Records for this exercise:
// src/solana/jupiter/mod.rs
pub mod config;
pub mod models;
pub mod quote_service;
pub mod swap_service;

pub use models::{BuildSwapRequest, QuoteParams, QuoteResponse, SwapResponse};

pub use config::Config;
pub use quote_service::{JupiterQuoteService, QuoteService};
pub use swap_service::{
    decode_swap_transaction, encode_swap_transaction, JupiterSwapService, SwapService,
};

Work to be completed: Return the entries above in full and exactly as written.

Completed exercise:
// src/solana/jupiter/mod.rs
pub mod config;
pub mod models;
pub mod quote_service;
pub mod swap_service;

pub use models::{BuildSwapRequest, QuoteParams, QuoteResponse, SwapResponse};

pub use config::Config;
pub use quote_service::{JupiterQuoteService, QuoteService};
pub use swap_service::{
    decode_swap_transaction, encode_swap_transaction, JupiterSwapService, SwapService,
};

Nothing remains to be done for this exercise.